• _Saved entries_:

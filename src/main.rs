use clap::Parser;
use deptsat::cli::{execute_command, get_log_level, prepare, Cli};
use deptsat::error::AnalysisError;
use tracing::{debug, error, trace};

fn main() {
    let cli = Cli::parse();
    let command = cli.command.unwrap_or_default();

    // Resolve config first so a configured log level can take effect
    let prepared = std::env::current_dir()
        .map_err(anyhow::Error::from)
        .and_then(|cwd| prepare(command, &cwd));
    let configured_level = prepared
        .as_ref()
        .ok()
        .and_then(|prepared| prepared.log_level());

    let log_level = get_log_level(cli.verbose, configured_level);

    tracing_subscriber::fmt()
        .with_env_filter(log_level.as_str())
        .with_writer(std::io::stderr)
        .with_target(cli.verbose >= 2) // Show target module for -vv and above
        .with_thread_ids(cli.verbose >= 3) // Show thread IDs for -vvv
        .with_line_number(cli.verbose >= 3) // Show line numbers for -vvv
        .init();

    debug!("deptsat started with verbosity level: {}", cli.verbose);
    trace!("Full CLI args: {:?}", std::env::args().collect::<Vec<_>>());

    let result = prepared.and_then(execute_command);

    if let Err(e) = result {
        error!("Fatal error: {:#}", e);
        let analysis_error = e
            .chain()
            .find_map(|cause| cause.downcast_ref::<AnalysisError>());
        match analysis_error {
            Some(err) => {
                eprintln!("Error: {}", err.user_message());
                std::process::exit(err.exit_code());
            }
            None => {
                eprintln!("Error: {e:#}");
                std::process::exit(1);
            }
        }
    }
}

• _WHAT TO PRODUCE_:
Please go through the data and copy each line containing the word "AnalysisError".

• _YOUR SOLUTION_:
use deptsat::error::AnalysisError;
            .find_map(|cause| cause.downcast_ref::<AnalysisError>());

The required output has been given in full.